_Your objective_. The lines from the start of the data through the line containing "- Errors whose" are to be reproduced exactly, both ends included.
|---|
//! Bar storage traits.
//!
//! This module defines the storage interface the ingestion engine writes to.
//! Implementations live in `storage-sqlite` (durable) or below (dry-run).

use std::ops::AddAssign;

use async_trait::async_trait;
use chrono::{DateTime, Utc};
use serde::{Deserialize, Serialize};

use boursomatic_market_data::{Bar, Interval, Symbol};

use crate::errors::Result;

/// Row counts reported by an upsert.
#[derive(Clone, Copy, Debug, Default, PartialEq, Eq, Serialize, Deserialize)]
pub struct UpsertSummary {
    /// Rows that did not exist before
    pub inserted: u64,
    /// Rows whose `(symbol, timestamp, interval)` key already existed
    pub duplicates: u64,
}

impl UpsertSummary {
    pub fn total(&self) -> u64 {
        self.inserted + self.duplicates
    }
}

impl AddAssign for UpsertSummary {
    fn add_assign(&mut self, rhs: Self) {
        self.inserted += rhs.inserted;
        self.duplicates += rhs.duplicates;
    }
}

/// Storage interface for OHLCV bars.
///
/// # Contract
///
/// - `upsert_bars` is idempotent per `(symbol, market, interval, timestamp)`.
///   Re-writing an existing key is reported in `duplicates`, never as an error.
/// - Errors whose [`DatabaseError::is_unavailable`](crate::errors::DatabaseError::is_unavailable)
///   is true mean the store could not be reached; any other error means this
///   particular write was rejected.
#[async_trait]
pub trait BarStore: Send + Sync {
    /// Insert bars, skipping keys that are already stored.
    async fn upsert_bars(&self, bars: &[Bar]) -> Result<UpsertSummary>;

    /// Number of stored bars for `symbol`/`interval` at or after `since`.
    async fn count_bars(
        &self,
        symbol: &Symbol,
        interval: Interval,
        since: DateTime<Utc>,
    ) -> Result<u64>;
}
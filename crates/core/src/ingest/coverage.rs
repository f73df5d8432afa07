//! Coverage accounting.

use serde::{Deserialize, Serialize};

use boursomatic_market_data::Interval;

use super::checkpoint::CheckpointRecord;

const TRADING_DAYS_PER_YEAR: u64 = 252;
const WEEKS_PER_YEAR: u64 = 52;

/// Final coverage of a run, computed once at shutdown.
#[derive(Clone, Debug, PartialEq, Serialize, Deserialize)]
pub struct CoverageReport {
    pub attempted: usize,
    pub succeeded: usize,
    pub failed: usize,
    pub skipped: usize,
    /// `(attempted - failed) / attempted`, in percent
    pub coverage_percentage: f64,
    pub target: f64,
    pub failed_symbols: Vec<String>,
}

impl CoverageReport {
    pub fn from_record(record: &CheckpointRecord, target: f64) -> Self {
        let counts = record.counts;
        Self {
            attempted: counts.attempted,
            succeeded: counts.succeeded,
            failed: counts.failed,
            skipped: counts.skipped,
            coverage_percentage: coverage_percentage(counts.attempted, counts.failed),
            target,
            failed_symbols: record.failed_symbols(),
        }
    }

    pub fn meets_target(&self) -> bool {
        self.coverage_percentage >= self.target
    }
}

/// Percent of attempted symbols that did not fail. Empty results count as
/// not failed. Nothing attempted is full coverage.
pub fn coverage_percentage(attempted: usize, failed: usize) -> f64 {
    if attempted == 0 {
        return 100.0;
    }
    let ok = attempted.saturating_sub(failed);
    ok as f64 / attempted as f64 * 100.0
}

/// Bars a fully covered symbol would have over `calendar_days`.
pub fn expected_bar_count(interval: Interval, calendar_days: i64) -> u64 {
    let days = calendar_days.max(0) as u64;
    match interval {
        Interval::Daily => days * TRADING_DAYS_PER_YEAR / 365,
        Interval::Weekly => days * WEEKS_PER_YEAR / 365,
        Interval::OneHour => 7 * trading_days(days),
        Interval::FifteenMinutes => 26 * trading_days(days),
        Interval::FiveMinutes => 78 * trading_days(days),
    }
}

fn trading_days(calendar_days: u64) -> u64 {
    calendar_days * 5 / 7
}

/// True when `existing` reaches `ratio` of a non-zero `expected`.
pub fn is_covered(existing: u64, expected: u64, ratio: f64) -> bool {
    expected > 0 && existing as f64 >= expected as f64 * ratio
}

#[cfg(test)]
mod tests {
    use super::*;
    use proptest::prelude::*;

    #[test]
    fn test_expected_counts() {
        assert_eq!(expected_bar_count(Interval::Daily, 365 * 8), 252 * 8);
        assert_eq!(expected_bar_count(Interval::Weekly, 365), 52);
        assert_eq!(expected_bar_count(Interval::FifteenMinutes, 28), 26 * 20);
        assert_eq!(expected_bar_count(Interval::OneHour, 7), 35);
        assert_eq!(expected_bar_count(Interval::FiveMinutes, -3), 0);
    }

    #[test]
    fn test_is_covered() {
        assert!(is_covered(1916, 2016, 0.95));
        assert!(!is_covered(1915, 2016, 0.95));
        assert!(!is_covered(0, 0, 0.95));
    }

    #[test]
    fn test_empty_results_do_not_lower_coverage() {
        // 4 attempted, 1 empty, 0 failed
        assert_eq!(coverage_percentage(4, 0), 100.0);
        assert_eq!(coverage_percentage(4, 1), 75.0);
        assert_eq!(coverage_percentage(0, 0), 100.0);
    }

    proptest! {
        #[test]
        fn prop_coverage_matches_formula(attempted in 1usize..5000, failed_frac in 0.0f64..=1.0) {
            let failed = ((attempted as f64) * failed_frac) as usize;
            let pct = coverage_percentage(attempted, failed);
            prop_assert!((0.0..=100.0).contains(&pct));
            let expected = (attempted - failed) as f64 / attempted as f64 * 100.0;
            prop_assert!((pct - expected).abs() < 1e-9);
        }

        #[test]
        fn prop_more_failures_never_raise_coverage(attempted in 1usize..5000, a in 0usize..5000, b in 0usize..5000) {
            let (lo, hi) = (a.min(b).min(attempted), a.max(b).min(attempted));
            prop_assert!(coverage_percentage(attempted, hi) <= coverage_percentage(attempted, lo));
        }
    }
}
|---|
_Completed task_.
//! Bar storage traits.
//!
//! This module defines the storage interface the ingestion engine writes to.
//! Implementations live in `storage-sqlite` (durable) or below (dry-run).

use std::ops::AddAssign;

use async_trait::async_trait;
use chrono::{DateTime, Utc};
use serde::{Deserialize, Serialize};

use boursomatic_market_data::{Bar, Interval, Symbol};

use crate::errors::Result;

/// Row counts reported by an upsert.
#[derive(Clone, Copy, Debug, Default, PartialEq, Eq, Serialize, Deserialize)]
pub struct UpsertSummary {
    /// Rows that did not exist before
    pub inserted: u64,
    /// Rows whose `(symbol, timestamp, interval)` key already existed
    pub duplicates: u64,
}

impl UpsertSummary {
    pub fn total(&self) -> u64 {
        self.inserted + self.duplicates
    }
}

impl AddAssign for UpsertSummary {
    fn add_assign(&mut self, rhs: Self) {
        self.inserted += rhs.inserted;
        self.duplicates += rhs.duplicates;
    }
}

/// Storage interface for OHLCV bars.
///
/// # Contract
///
/// - `upsert_bars` is idempotent per `(symbol, market, interval, timestamp)`.
///   Re-writing an existing key is reported in `duplicates`, never as an error.
/// - Errors whose [`DatabaseError::is_unavailable`](crate::errors::DatabaseError::is_unavailable)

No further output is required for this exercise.